Task statement »
Word for word, please restate the lines from the beginning of the data through the line in which "last point is the chain's last point." appears.

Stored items
▼▼▼
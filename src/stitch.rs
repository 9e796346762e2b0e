//! Joining segments that share endpoints into one continuous chain.

use log::debug;

use crate::network::{Coordinate, Polyline};

/// Which end of a candidate touches which end of the chain.
#[derive(Debug, Clone, Copy, PartialEq, Eq)]
enum Join {
    /// Candidate's first point is the chain's first point.
    FirstToFirst,
    /// Candidate's first point is the chain's last point.
    FirstToLast,
    /// Candidate's last point is the chain's first point.
    LastToFirst,
    /// Candidate's last point is the chain's last point.
    LastToLast,
}

fn find_join(chain: &[Coordinate], candidate: &Polyline) -> Option<Join> {
    let (head, tail) = (chain[0], chain[chain.len() - 1]);
    let (first, last) = (candidate.first(), candidate.last());

    if first == head {
        Some(Join::FirstToFirst)
    } else if first == tail {
        Some(Join::FirstToLast)
    } else if last == head {
        Some(Join::LastToFirst)
    } else if last == tail {
        Some(Join::LastToLast)
    } else {
        None
    }
}

/// Splice `candidate` onto the chain. The shared point appears once.
fn splice(chain: &mut Vec<Coordinate>, candidate: &[Coordinate], join: Join) {
    let n = candidate.len();
    match join {
        Join::FirstToFirst => {
            chain.splice(0..0, candidate[1..].iter().rev().copied());
        }
        Join::FirstToLast => {
            chain.extend_from_slice(&candidate[1..]);
        }
        Join::LastToFirst => {
            chain.splice(0..0, candidate[..n - 1].iter().copied());
        }
        Join::LastToLast => {
            chain.extend(candidate[..n - 1].iter().rev().copied());
        }
    }
}

/// Stitch every polyline reachable from `seed` through shared endpoints.
///
/// The chain starts as the seed's coordinates. Passes over the remaining
/// pool are repeated until one makes no change; candidates are reversed
/// as needed so the shared point sits at the join. The seed itself is
/// skipped if present in `pool`. Polylines not connected to the seed are
/// left out.
pub fn stitch<'a, I>(seed: &Polyline, pool: I) -> Vec<Coordinate>
where
    I: IntoIterator<Item = &'a Polyline>,
{
    let mut chain = seed.coords().to_vec();
    let mut remaining: Vec<&Polyline> = pool
        .into_iter()
        .filter(|p| p.key() != seed.key())
        .collect();

    let mut passes = 0;
    loop {
        passes += 1;
        let mut changed = false;
        let mut i = 0;

        while i < remaining.len() {
            match find_join(&chain, remaining[i]) {
                Some(join) => {
                    let candidate = remaining.remove(i);
                    splice(&mut chain, candidate.coords(), join);
                    changed = true;
                }
                None => i += 1,
            }
        }

        if !changed {
            break;
        }
    }

    debug!(
        "Stitched from segment {} in {passes} passes: {} points, {} segments unconnected",
        seed.id(),
        chain.len(),
        remaining.len()
    );

    chain
}
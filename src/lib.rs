pub mod android_jni;
pub mod error;
pub mod feature;
pub mod geo;
pub mod gpx;
pub mod measure;
pub mod nearest;
pub mod network;
pub mod route;
pub mod stitch;
pub mod trip;
pub mod units;

pub use error::{NetworkError, RouteError};
pub use geo::{distance, path_length};
pub use feature::{Feature, FeatureType};
pub use network::{load_network, Coordinate, Polyline, PolylineId, PolylineNetwork, RawSegment, SearchHit};
pub use route::{extract_route, extract_route_with, Route, RouteConfig};

pub const VERSION: &str = env!("CARGO_PKG_VERSION");
//! JNI entry points for an Android host of the routing core.
//!
//! The host loads canal segments once through `loadNetwork`, which returns
//! an opaque `long` handle owning the parsed network, and releases it with
//! `freeNetwork`. Queries take the handle plus raw coordinates and answer
//! with JSON strings; failures come back as `{"error": "..."}` instead of
//! a Java exception.

use jni::JNIEnv;
use jni::objects::{JClass, JString};
use jni::sys::{jdouble, jlong, jstring};
use serde::Serialize;

use crate::network::{load_network_json, Coordinate, PolylineNetwork};
use crate::route::extract_route;

fn to_jstring(env: &JNIEnv, value: &str) -> jstring {
    match env.new_string(value) {
        Ok(s) => s.into_raw(),
        Err(e) => {
            log::error!("failed to create Java string: {e}");
            std::ptr::null_mut()
        }
    }
}

fn error_json(message: &str) -> String {
    serde_json::json!({ "error": message }).to_string()
}

fn to_json<T: Serialize>(value: &T) -> String {
    serde_json::to_string(value).unwrap_or_else(|e| error_json(&e.to_string()))
}

/// Borrow the network behind a handle returned by `loadNetwork`.
///
/// # Safety
/// `handle` must be 0 or a live handle from `loadNetwork`.
unsafe fn network_ref<'a>(handle: jlong) -> Option<&'a PolylineNetwork> {
    (handle as *const PolylineNetwork).as_ref()
}

/// Returns the core library version.
/// Maps to: RustBridge.version() -> String
#[unsafe(no_mangle)]
pub extern "system" fn Java_com_paddle_app_RustBridge_version(
    env: JNIEnv,
    _class: JClass,
) -> jstring {
    to_jstring(&env, crate::VERSION)
}

/// Installs the Android logger. Safe to call more than once.
/// Maps to: RustBridge.init()
#[unsafe(no_mangle)]
pub extern "system" fn Java_com_paddle_app_RustBridge_init(_env: JNIEnv, _class: JClass) {
    #[cfg(target_os = "android")]
    android_logger::init_once(
        android_logger::Config::default()
            .with_max_level(log::LevelFilter::Info)
            .with_tag("paddle"),
    );
}

/// Parses canal segment JSON and returns an opaque network handle,
/// or 0 on failure.
/// Maps to: RustBridge.loadNetwork(json: String) -> Long
#[unsafe(no_mangle)]
pub extern "system" fn Java_com_paddle_app_RustBridge_loadNetwork(
    mut env: JNIEnv,
    _class: JClass,
    json: JString,
) -> jlong {
    let json: String = match env.get_string(&json) {
        Ok(s) => s.into(),
        Err(e) => {
            log::error!("failed to read network JSON: {e}");
            return 0;
        }
    };

    match load_network_json(json.as_bytes()) {
        Ok(network) => Box::into_raw(Box::new(network)) as jlong,
        Err(e) => {
            log::error!("failed to load network: {e}");
            0
        }
    }
}

/// Releases a handle from `loadNetwork`.
/// Maps to: RustBridge.freeNetwork(handle: Long)
#[unsafe(no_mangle)]
pub extern "system" fn Java_com_paddle_app_RustBridge_freeNetwork(
    _env: JNIEnv,
    _class: JClass,
    handle: jlong,
) {
    if handle != 0 {
        // SAFETY: the handle was created by Box::into_raw in loadNetwork
        // and the Kotlin side frees it exactly once.
        drop(unsafe { Box::from_raw(handle as *mut PolylineNetwork) });
    }
}

/// Route between two points as `{"coords": [...], "distance_m": n}`.
/// Maps to: RustBridge.extractRoute(handle, startLat, startLon, endLat, endLon) -> String
#[unsafe(no_mangle)]
pub extern "system" fn Java_com_paddle_app_RustBridge_extractRoute(
    env: JNIEnv,
    _class: JClass,
    handle: jlong,
    start_lat: jdouble,
    start_lon: jdouble,
    end_lat: jdouble,
    end_lon: jdouble,
) -> jstring {
    // SAFETY: the Kotlin side only passes handles from loadNetwork.
    let Some(network) = (unsafe { network_ref(handle) }) else {
        return to_jstring(&env, &error_json("invalid network handle"));
    };

    let start = Coordinate::new(start_lat, start_lon);
    let end = Coordinate::new(end_lat, end_lon);
    let body = match extract_route(start, end, network) {
        Ok(route) => to_json(&route),
        Err(e) => error_json(&e.to_string()),
    };
    to_jstring(&env, &body)
}

/// Waterway nearest a tap as `{"name": ..., "distance_m": n}`, or
/// `{"name": null}` when nothing is close enough.
/// Maps to: RustBridge.selectCanal(handle, lat, lon) -> String
#[unsafe(no_mangle)]
pub extern "system" fn Java_com_paddle_app_RustBridge_selectCanal(
    env: JNIEnv,
    _class: JClass,
    handle: jlong,
    lat: jdouble,
    lon: jdouble,
) -> jstring {
    // SAFETY: the Kotlin side only passes handles from loadNetwork.
    let Some(network) = (unsafe { network_ref(handle) }) else {
        return to_jstring(&env, &error_json("invalid network handle"));
    };

    let body = match network.select_closest_canal(Coordinate::new(lat, lon)) {
        Some(name) => serde_json::json!({
            "name": name,
            "distance_m": network.canal_length(name),
        }),
        None => serde_json::json!({ "name": null }),
    };
    to_jstring(&env, &body.to_string())
}

#[cfg(test)]
mod tests {
    use super::*;

    #[test]
    fn error_json_is_an_object() {
        let parsed: serde_json::Value = serde_json::from_str(&error_json("boom")).unwrap();
        assert_eq!(parsed["error"], "boom");
    }

    #[test]
    fn route_json_shape() {
        let network = load_network_json(
            br#"[{"name": "X", "coords": [[0.0, 0.0], [0.0, 0.001]]}]"#,
        )
        .unwrap();
        let route = extract_route(Coordinate::new(0.0, 0.0), Coordinate::new(0.0, 0.001), &network)
            .unwrap();
        let parsed: serde_json::Value = serde_json::from_str(&to_json(&route)).unwrap();

        assert_eq!(parsed["coords"].as_array().map(Vec::len), Some(2));
        assert_eq!(parsed["coords"][1]["lon"], 0.001);
        assert!(parsed["distance_m"].as_f64().unwrap() > 100.0);
    }

    #[test]
    fn null_handle_is_rejected() {
        assert!(unsafe { network_ref(0) }.is_none());
    }
}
▲▲▲
Written reply »
filename src/stitch.rs
repository 9e796346762e2b0e
//! Joining segments that share endpoints into one continuous chain.

use log::debug;

use crate::network::{Coordinate, Polyline};

/// Which end of a candidate touches which end of the chain.
#[derive(Debug, Clone, Copy, PartialEq, Eq)]
enum Join {
    /// Candidate's first point is the chain's first point.
    FirstToFirst,
    /// Candidate's first point is the chain's last point.
    FirstToLast,
    /// Candidate's last point is the chain's first point.
    LastToFirst,
    /// Candidate's last point is the chain's last point.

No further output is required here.